# Task to carry out:
Every line of the data below is to be written out again exactly.
==================================================
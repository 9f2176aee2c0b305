//! Storage for item attachments.
//!
//! Objects are addressed by a generated key; the store hands back the public URL
//! that goes into the item record, and later deletes by that same URL.

pub mod local;
pub mod memory;

use async_trait::async_trait;
use thiserror::Error;
use uuid::Uuid;

use crate::database::models::MediaType;

pub use local::LocalMediaStore;
pub use memory::MemoryMediaStore;

#[derive(Debug, Error)]
pub enum MediaError {
    #[error("Media URL {0} is not managed by this store")]
    ForeignUrl(String),

    #[error("Media I/O error: {0}")]
    Io(#[from] std::io::Error),
}

/// Attachment backend. `delete` succeeds when the object is already gone.
#[async_trait]
pub trait MediaStore: Send + Sync {
    /// Store `bytes` under `key` and return the URL it is served from
    async fn put(&self, key: &str, bytes: &[u8]) -> Result<String, MediaError>;

    async fn delete(&self, url: &str) -> Result<(), MediaError>;
}

/// `.mp4` and `.mov` are video; every other extension is treated as an image
pub fn classify(file_name: &str) -> MediaType {
    match extension(file_name).as_deref() {
        Some(".mp4") | Some(".mov") => MediaType::Video,
        _ => MediaType::Image,
    }
}

/// Fresh storage key keeping the upload's lowercased extension
pub fn storage_key(file_name: &str) -> String {
    format!("{}{}", Uuid::new_v4(), extension(file_name).unwrap_or_default())
}

/// Extensions that are not plain ASCII alphanumerics are dropped so every key stays URL-safe
fn extension(file_name: &str) -> Option<String> {
    std::path::Path::new(file_name)
        .extension()
        .and_then(|ext| ext.to_str())
        .filter(|ext| !ext.is_empty() && ext.chars().all(|c| c.is_ascii_alphanumeric()))
        .map(|ext| format!(".{}", ext.to_ascii_lowercase()))
}
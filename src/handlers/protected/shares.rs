use axum::extract::{Path, State};
use axum::{Extension, Json};
use uuid::Uuid;

use crate::auth::RequestIdentity;
use crate::database::models::TodoList;
use crate::handlers::AppState;
use crate::middleware::{ApiResponse, ApiResult};
use crate::services::ShareRequest;

/// POST /api/todo/share/:list_id
pub async fn share_post(
    State(state): State<AppState>,
    Extension(identity): Extension<RequestIdentity>,
    Path(list_id): Path<Uuid>,
    Json(request): Json<ShareRequest>,
) -> ApiResult<TodoList> {
    Ok(ApiResponse::success(state.todos.share_list(&identity, list_id, request).await?))
}

/// POST /api/todo/unshare/:list_id - permission in the body is ignored
pub async fn unshare_post(
    State(state): State<AppState>,
    Extension(identity): Extension<RequestIdentity>,
    Path(list_id): Path<Uuid>,
    Json(request): Json<ShareRequest>,
) -> ApiResult<TodoList> {
    Ok(ApiResponse::success(
        state.todos.unshare_list(&identity, list_id, request.user_id).await?,
    ))
}
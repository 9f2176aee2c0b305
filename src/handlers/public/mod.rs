// handlers/public/mod.rs - Public handlers (no identity required)

pub mod health;
pub mod users;

pub use health::health;
pub use users::user_register;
==================================================
# Problem solution:
repository 9f2176aee2c0b305
//! Storage for item attachments.
//!
//! Objects are addressed by a generated key; the store hands back the public URL
//! that goes into the item record, and later deletes by that same URL.

pub mod local;
pub mod memory;

use async_trait::async_trait;
use thiserror::Error;
use uuid::Uuid;

use crate::database::models::MediaType;

pub use local::LocalMediaStore;
pub use memory::MemoryMediaStore;

#[derive(Debug, Error)]
pub enum MediaError {
    #[error("Media URL {0} is not managed by this store")]
    ForeignUrl(String),

    #[error("Media I/O error: {0}")]
    Io(#[from] std::io::Error),
}

/// Attachment backend. `delete` succeeds when the object is already gone.
#[async_trait]
pub trait MediaStore: Send + Sync {
    /// Store `bytes` under `key` and return the URL it is served from
    async fn put(&self, key: &str, bytes: &[u8]) -> Result<String, MediaError>;

    async fn delete(&self, url: &str) -> Result<(), MediaError>;
}

/// `.mp4` and `.mov` are video; every other extension is treated as an image
pub fn classify(file_name: &str) -> MediaType {
    match extension(file_name).as_deref() {
        Some(".mp4") | Some(".mov") => MediaType::Video,
        _ => MediaType::Image,
    }
}

/// Fresh storage key keeping the upload's lowercased extension
pub fn storage_key(file_name: &str) -> String {
    format!("{}{}", Uuid::new_v4(), extension(file_name).unwrap_or_default())
}

/// Extensions that are not plain ASCII alphanumerics are dropped so every key stays URL-safe
fn extension(file_name: &str) -> Option<String> {
    std::path::Path::new(file_name)
        .extension()
        .and_then(|ext| ext.to_str())
        .filter(|ext| !ext.is_empty() && ext.chars().all(|c| c.is_ascii_alphanumeric()))
        .map(|ext| format!(".{}", ext.to_ascii_lowercase()))
}
filename src/handlers/protected/shares.rs
use axum::extract::{Path, State};
use axum::{Extension, Json};
use uuid::Uuid;

use crate::auth::RequestIdentity;
use crate::database::models::TodoList;
use crate::handlers::AppState;
use crate::middleware::{ApiResponse, ApiResult};
use crate::services::ShareRequest;

/// POST /api/todo/share/:list_id
pub async fn share_post(
    State(state): State<AppState>,
    Extension(identity): Extension<RequestIdentity>,
    Path(list_id): Path<Uuid>,
    Json(request): Json<ShareRequest>,
) -> ApiResult<TodoList> {
    Ok(ApiResponse::success(state.todos.share_list(&identity, list_id, request).await?))
}

/// POST /api/todo/unshare/:list_id - permission in the body is ignored
pub async fn unshare_post(
    State(state): State<AppState>,
    Extension(identity): Extension<RequestIdentity>,
    Path(list_id): Path<Uuid>,
    Json(request): Json<ShareRequest>,
) -> ApiResult<TodoList> {
    Ok(ApiResponse::success(
        state.todos.unshare_list(&identity, list_id, request.user_id).await?,
    ))
}
repository 9f2176aee2c0b305
filename src/handlers/public/mod.rs
// handlers/public/mod.rs - Public handlers (no identity required)

pub mod health;
pub mod users;

pub use health::health;
pub use users::user_register;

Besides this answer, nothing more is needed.